During the final phase of development, the maintainers also They have resolved specific vulnerabilities that could have delayed the launchThese included spurious hardware errors detected in AMD Zen 3 CPUs and out-of-bounds access in the X.509 certificate code that could be triggered by unprivileged users and had been present in the main kernel for three years.
In parallel, the kernel security documentation, specifically the file security-bugs.rst has been updated to better guide AI tools This includes both automated reports and human users reporting bugs. The goal is to reduce the noise and focus on reports with truly useful information, given that the volume of notifications has skyrocketed as automated tools have improved.
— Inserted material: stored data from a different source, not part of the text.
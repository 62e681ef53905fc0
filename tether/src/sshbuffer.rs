// Licensed under the Apache License, Version 2.0 (the "License");
// you may not use this file except in compliance with the License.
// You may obtain a copy of the License at
//
// http://www.apache.org/licenses/LICENSE-2.0
//
// Unless required by applicable law or agreed to in writing, software
// distributed under the License is distributed on an "AS IS" BASIS,
// WITHOUT WARRANTIES OR CONDITIONS OF ANY KIND, either express or implied.
// See the License for the specific language governing permissions and
// limitations under the License.
//

use std::num::Wrapping;

use tokio::io::{AsyncRead, AsyncReadExt};

use crate::cipher::SealingKey;
use crate::Error;

/// The SSH client/server identification string.
#[derive(Debug)]
pub enum SshId {
    /// When sending the id, append RFC standard `\r\n`. Example: `SshId::Standard("SSH-2.0-acme")`
    Standard(String),
    /// When sending the id, use this buffer as it is and do not append additional line terminators.
    Raw(String),
}

impl SshId {
    pub(crate) fn as_kex_hash_bytes(&self) -> &[u8] {
        match self {
            Self::Standard(s) => s.as_bytes(),
            Self::Raw(s) => s.trim_end_matches(|c| c == '\n' || c == '\r').as_bytes(),
        }
    }

    pub(crate) fn write(&self, buffer: &mut Vec<u8>) {
        match self {
            Self::Standard(s) => buffer.extend(format!("{}\r\n", s).as_bytes()),
            Self::Raw(s) => buffer.extend(s.as_bytes()),
        }
    }
}

#[test]
fn test_ssh_id() {
    let mut buffer = Vec::new();
    SshId::Standard("SSH-2.0-acme".to_string()).write(&mut buffer);
    assert_eq!(&buffer[..], b"SSH-2.0-acme\r\n");

    let mut buffer = Vec::new();
    SshId::Raw("SSH-2.0-raw\n".to_string()).write(&mut buffer);
    assert_eq!(&buffer[..], b"SSH-2.0-raw\n");

    assert_eq!(
        SshId::Standard("SSH-2.0-acme".to_string()).as_kex_hash_bytes(),
        b"SSH-2.0-acme"
    );
    assert_eq!(
        SshId::Raw("SSH-2.0-raw\n".to_string()).as_kex_hash_bytes(),
        b"SSH-2.0-raw"
    );
}

#[derive(Debug, Default)]
pub struct SSHBuffer {
    pub buffer: Vec<u8>,
    pub len: usize, // next packet length.
    pub bytes: usize,
    // Sequence numbers are on 32 bits and wrap.
    // https://tools.ietf.org/html/rfc4253#section-6.4
    pub seqn: Wrapping<u32>,
}

impl SSHBuffer {
    pub fn new() -> Self {
        SSHBuffer {
            buffer: Vec::new(),
            len: 0,
            bytes: 0,
            seqn: Wrapping(0),
        }
    }

    pub fn send_ssh_id(&mut self, id: &SshId) {
        id.write(&mut self.buffer);
    }
}

/// One decrypted incoming frame, together with the sequence number it was
/// received under.
pub(crate) struct IncomingSshPacket {
    pub buffer: Vec<u8>,
    pub seqn: Wrapping<u32>,
}

/// Tracks the next expected receive sequence number. Any skew between the
/// record layer's counter and this one invalidates the session.
#[derive(Debug, Default)]
pub(crate) struct PacketOrdering {
    expected: Wrapping<u32>,
}

impl PacketOrdering {
    pub fn new() -> Self {
        Self {
            expected: Wrapping(0),
        }
    }

    pub fn check(&mut self, seqn: Wrapping<u32>) -> Result<(), Error> {
        if seqn != self.expected {
            return Err(Error::OutOfOrder);
        }
        self.expected += Wrapping(1);
        Ok(())
    }
}

/// Seals outgoing packets into a write buffer under the current
/// local-to-remote cipher.
pub(crate) struct PacketWriter {
    cipher: Box<dyn SealingKey + Send>,
    write_buffer: SSHBuffer,
}

impl PacketWriter {
    pub fn clear() -> Self {
        Self::new(crate::cipher::clear_sealing_key())
    }

    pub fn new(cipher: Box<dyn SealingKey + Send>) -> Self {
        Self {
            cipher,
            write_buffer: SSHBuffer::new(),
        }
    }

    /// Assemble a payload and seal it as one frame.
    pub fn packet<F: FnOnce(&mut Vec<u8>) -> Result<(), Error>>(
        &mut self,
        f: F,
    ) -> Result<(), Error> {
        let mut payload = Vec::new();
        f(&mut payload)?;
        self.packet_raw(&payload);
        Ok(())
    }

    pub fn packet_raw(&mut self, payload: &[u8]) {
        self.cipher.write(payload, &mut self.write_buffer);
    }

    pub fn set_cipher(&mut self, cipher: Box<dyn SealingKey + Send>) {
        self.cipher = cipher;
    }

    pub fn buffer(&mut self) -> &mut SSHBuffer {
        &mut self.write_buffer
    }
}

const MAX_ID_LINE_LEN: usize = 255;
const MAX_PRE_BANNER_LINES: usize = 100;

/// Read the remote identification line, tolerating pre-banner lines servers
/// may send before `SSH-` (RFC 4253 §4.2). Reads one byte at a time so no
/// packet data past the line terminator is consumed.
pub(crate) async fn read_ssh_id<R: AsyncRead + Unpin>(stream: &mut R) -> Result<Vec<u8>, Error> {
    let mut lines = 0;
    loop {
        let mut line = Vec::new();
        loop {
            let b = stream.read_u8().await.map_err(|e| {
                if e.kind() == std::io::ErrorKind::UnexpectedEof {
                    Error::TransportClosed
                } else {
                    Error::IO(e)
                }
            })?;
            if b == b'\n' {
                break;
            }
            if line.len() >= MAX_ID_LINE_LEN {
                return Err(Error::Version);
            }
            line.push(b);
        }
        if line.last() == Some(&b'\r') {
            line.pop();
        }
        if line.starts_with(b"SSH-") {
            return Ok(line);
        }
        lines += 1;
        if lines >= MAX_PRE_BANNER_LINES {
            return Err(Error::Version);
        }
    }
}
Linux 7.0 in the cloud and data protection
In cloud environments, where Linux remains dominant, this version reinforces the isolation of virtual machines and protection of data in transit and at restA key focus is on encrypted memory enclaves and improved isolation techniques, designed to prevent even personnel with high privileges in the infrastructure from inspecting sensitive customer data.
Large international providers such as Meta or Amazon, which maintain a significant presence in data centers, demand mechanisms that allow data to be invisible even to administratorsLinux 7.0 moves in that direction through improved isolation and encryption tools, which, combined with XFS self-healing and standardized I/O error reporting, provides a more robust foundation for financial, healthcare, or government services deployed in public and private clouds.
Overall, Linux 7.0 presents itself as a version that, without being marketed as a revolution, It consolidates many lines of work initiated in the 6.xy series and prepares the ecosystem for the next decade of hardware and services.From desktops to the cloud, including laptops, servers, and embedded devices, this kernel enhances stability, optimizes memory and storage performance, brings AI to the device with lower power consumption, and strengthens security at the language, cryptography, and isolation levels. It's not an Extended Support Release, but it serves as a clear benchmark for measuring the direction of Linux kernel development.